**ACTIVITY**.
The exercise calls for every entry that follows to be repeated exactly.

Stored items
BEGIN

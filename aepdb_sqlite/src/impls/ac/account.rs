use aepcore::{
    ac::{
        account::Account,
        traits::AccountBackend,
    },
    error::BackendError,
};
use async_trait::async_trait;
use sqlx::{
    sqlite::SqliteRow,
    Row,
};
use std::collections::BTreeSet;

use crate::SqliteBackend;

async fn add_account_sqlite(
    backend: &SqliteBackend,
    name: &str,
) -> Result<i64, BackendError> {
    let id = sqlx::query(
        r#"
INSERT INTO account (
    name
)
VALUES ( ?1 )
        "#,
    )
    .bind(name)
    .execute(&*backend.pool)
    .await?
    .last_insert_rowid();
    Ok(id)
}

async fn get_account_roles_sqlite(
    backend: &SqliteBackend,
    account_id: i64,
) -> Result<BTreeSet<String>, BackendError> {
    let roles = sqlx::query_scalar::<_, String>(
        r#"
SELECT
    role
FROM
    account_role
WHERE
    account_id = ?1
        "#,
    )
    .bind(account_id)
    .fetch_all(&*backend.pool)
    .await?
    .into_iter()
    .collect();
    Ok(roles)
}

async fn get_account_sqlite(
    backend: &SqliteBackend,
    query: &str,
    id: Option<i64>,
    name: Option<&str>,
) -> Result<Option<Account>, BackendError> {
    let query = sqlx::query(query);
    let query = match (id, name) {
        (Some(id), _) => query.bind(id),
        (None, Some(name)) => query.bind(name),
        (None, None) => return Err(BackendError::AppInvariantViolation(
            "account lookup requires either an id or a name".to_string()
        )),
    };
    let account = query
        .map(|row: SqliteRow| Account::new(
            row.get::<i64, _>("id"),
            row.get::<String, _>("name"),
        ))
        .fetch_optional(&*backend.pool)
        .await?;
    match account {
        Some(mut account) => {
            account.roles = get_account_roles_sqlite(backend, account.id).await?;
            Ok(Some(account))
        }
        None => Ok(None),
    }
}

async fn get_account_by_id_sqlite(
    backend: &SqliteBackend,
    id: i64,
) -> Result<Option<Account>, BackendError> {
    get_account_sqlite(
        backend,
        r#"
SELECT
    id,
    name
FROM
    account
WHERE
    id = ?1
        "#,
        Some(id),
        None,
    ).await
}

async fn get_account_by_name_sqlite(
    backend: &SqliteBackend,
    name: &str,
) -> Result<Option<Account>, BackendError> {
    get_account_sqlite(
        backend,
        r#"
SELECT
    id,
    name
FROM
    account
WHERE
    name = ?1
        "#,
        None,
        Some(name),
    ).await
}

async fn grant_role_to_account_sqlite(
    backend: &SqliteBackend,
    account_id: i64,
    role: &str,
) -> Result<bool, BackendError> {
    let result = sqlx::query(
        r#"
INSERT OR IGNORE INTO account_role (
    account_id,
    role
)
VALUES ( ?1, ?2 )
        "#,
    )
    .bind(account_id)
    .bind(role)
    .execute(&*backend.pool)
    .await?;
    Ok(result.rows_affected() > 0)
}

async fn revoke_role_from_account_sqlite(
    backend: &SqliteBackend,
    account_id: i64,
    role: &str,
) -> Result<bool, BackendError> {
    let result = sqlx::query(
        r#"
DELETE FROM
    account_role
WHERE
    account_id = ?1 AND
    role = ?2
        "#,
    )
    .bind(account_id)
    .bind(role)
    .execute(&*backend.pool)
    .await?;
    Ok(result.rows_affected() > 0)
}

async fn set_super_admin_sqlite(
    backend: &SqliteBackend,
    account_id: i64,
    flag: bool,
) -> Result<bool, BackendError> {
    let query = if flag {
        r#"
INSERT OR IGNORE INTO account_super_admin (
    account_id
)
VALUES ( ?1 )
        "#
    } else {
        r#"
DELETE FROM
    account_super_admin
WHERE
    account_id = ?1
        "#
    };
    let result = sqlx::query(query)
        .bind(account_id)
        .execute(&*backend.pool)
        .await?;
    Ok(result.rows_affected() > 0)
}

#[async_trait]
impl AccountBackend for SqliteBackend {
    async fn add_account(
        &self,
        name: &str,
    ) -> Result<i64, BackendError> {
        add_account_sqlite(
            &self,
            name,
        ).await
    }

    async fn get_account_by_id(
        &self,
        id: i64,
    ) -> Result<Option<Account>, BackendError> {
        get_account_by_id_sqlite(
            &self,
            id,
        ).await
    }

    async fn get_account_by_name(
        &self,
        name: &str,
    ) -> Result<Option<Account>, BackendError> {
        get_account_by_name_sqlite(
            &self,
            name,
        ).await
    }

    async fn grant_role_to_account(
        &self,
        account_id: i64,
        role: &str,
    ) -> Result<bool, BackendError> {
        grant_role_to_account_sqlite(
            &self,
            account_id,
            role,
        ).await
    }

    async fn revoke_role_from_account(
        &self,
        account_id: i64,
        role: &str,
    ) -> Result<bool, BackendError> {
        revoke_role_from_account_sqlite(
            &self,
            account_id,
            role,
        ).await
    }

    async fn set_super_admin(
        &self,
        account_id: i64,
        flag: bool,
    ) -> Result<bool, BackendError> {
        set_super_admin_sqlite(
            &self,
            account_id,
            flag,
        ).await
    }
}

END

**ANSWER SECTION**.
filename aepdb_sqlite/src/impls/ac/account.rs
use aepcore::{
    ac::{
        account::Account,
        traits::AccountBackend,
    },
    error::BackendError,
};
use async_trait::async_trait;
use sqlx::{
    sqlite::SqliteRow,
    Row,
};
use std::collections::BTreeSet;

use crate::SqliteBackend;

async fn add_account_sqlite(
    backend: &SqliteBackend,
    name: &str,
) -> Result<i64, BackendError> {
    let id = sqlx::query(
        r#"
INSERT INTO account (
    name
)
VALUES ( ?1 )
        "#,
    )
    .bind(name)
    .execute(&*backend.pool)
    .await?
    .last_insert_rowid();
    Ok(id)
}

async fn get_account_roles_sqlite(
    backend: &SqliteBackend,
    account_id: i64,
) -> Result<BTreeSet<String>, BackendError> {
    let roles = sqlx::query_scalar::<_, String>(
        r#"
SELECT
    role
FROM
    account_role
WHERE
    account_id = ?1
        "#,
    )
    .bind(account_id)
    .fetch_all(&*backend.pool)
    .await?
    .into_iter()
    .collect();
    Ok(roles)
}

async fn get_account_sqlite(
    backend: &SqliteBackend,
    query: &str,
    id: Option<i64>,
    name: Option<&str>,
) -> Result<Option<Account>, BackendError> {
    let query = sqlx::query(query);
    let query = match (id, name) {
        (Some(id), _) => query.bind(id),
        (None, Some(name)) => query.bind(name),
        (None, None) => return Err(BackendError::AppInvariantViolation(
            "account lookup requires either an id or a name".to_string()
        )),
    };
    let account = query
        .map(|row: SqliteRow| Account::new(
            row.get::<i64, _>("id"),
            row.get::<String, _>("name"),
        ))
        .fetch_optional(&*backend.pool)
        .await?;
    match account {
        Some(mut account) => {
            account.roles = get_account_roles_sqlite(backend, account.id).await?;
            Ok(Some(account))
        }
        None => Ok(None),
    }
}

async fn get_account_by_id_sqlite(
    backend: &SqliteBackend,
    id: i64,
) -> Result<Option<Account>, BackendError> {
    get_account_sqlite(
        backend,
        r#"
SELECT
    id,
    name
FROM
    account
WHERE
    id = ?1
        "#,
        Some(id),
        None,
    ).await
}

async fn get_account_by_name_sqlite(
    backend: &SqliteBackend,
    name: &str,
) -> Result<Option<Account>, BackendError> {
    get_account_sqlite(
        backend,
        r#"
SELECT
    id,
    name
FROM
    account
WHERE
    name = ?1
        "#,
        None,
        Some(name),
    ).await
}

async fn grant_role_to_account_sqlite(
    backend: &SqliteBackend,
    account_id: i64,
    role: &str,
) -> Result<bool, BackendError> {
    let result = sqlx::query(
        r#"
INSERT OR IGNORE INTO account_role (
    account_id,
    role
)
VALUES ( ?1, ?2 )
        "#,
    )
    .bind(account_id)
    .bind(role)
    .execute(&*backend.pool)
    .await?;
    Ok(result.rows_affected() > 0)
}

async fn revoke_role_from_account_sqlite(
    backend: &SqliteBackend,
    account_id: i64,
    role: &str,
) -> Result<bool, BackendError> {
    let result = sqlx::query(
        r#"
DELETE FROM
    account_role
WHERE
    account_id = ?1 AND
    role = ?2
        "#,
    )
    .bind(account_id)
    .bind(role)
    .execute(&*backend.pool)
    .await?;
    Ok(result.rows_affected() > 0)
}

async fn set_super_admin_sqlite(
    backend: &SqliteBackend,
    account_id: i64,
    flag: bool,
) -> Result<bool, BackendError> {
    let query = if flag {
        r#"
INSERT OR IGNORE INTO account_super_admin (
    account_id
)
VALUES ( ?1 )
        "#
    } else {
        r#"
DELETE FROM
    account_super_admin
WHERE
    account_id = ?1
        "#
    };
    let result = sqlx::query(query)
        .bind(account_id)
        .execute(&*backend.pool)
        .await?;
    Ok(result.rows_affected() > 0)
}

#[async_trait]
impl AccountBackend for SqliteBackend {
    async fn add_account(
        &self,
        name: &str,
    ) -> Result<i64, BackendError> {
        add_account_sqlite(
            &self,
            name,
        ).await
    }

    async fn get_account_by_id(
        &self,
        id: i64,
    ) -> Result<Option<Account>, BackendError> {
        get_account_by_id_sqlite(
            &self,
            id,
        ).await
    }

    async fn get_account_by_name(
        &self,
        name: &str,
    ) -> Result<Option<Account>, BackendError> {
        get_account_by_name_sqlite(
            &self,
            name,
        ).await
    }

    async fn grant_role_to_account(
        &self,
        account_id: i64,
        role: &str,
    ) -> Result<bool, BackendError> {
        grant_role_to_account_sqlite(
            &self,
            account_id,
            role,
        ).await
    }

    async fn revoke_role_from_account(
        &self,
        account_id: i64,
        role: &str,
    ) -> Result<bool, BackendError> {
        revoke_role_from_account_sqlite(
            &self,
            account_id,
            role,
        ).await
    }

    async fn set_super_admin(
        &self,
        account_id: i64,
        flag: bool,
    ) -> Result<bool, BackendError> {
        set_super_admin_sqlite(
            &self,
            account_id,
            flag,
        ).await
    }
}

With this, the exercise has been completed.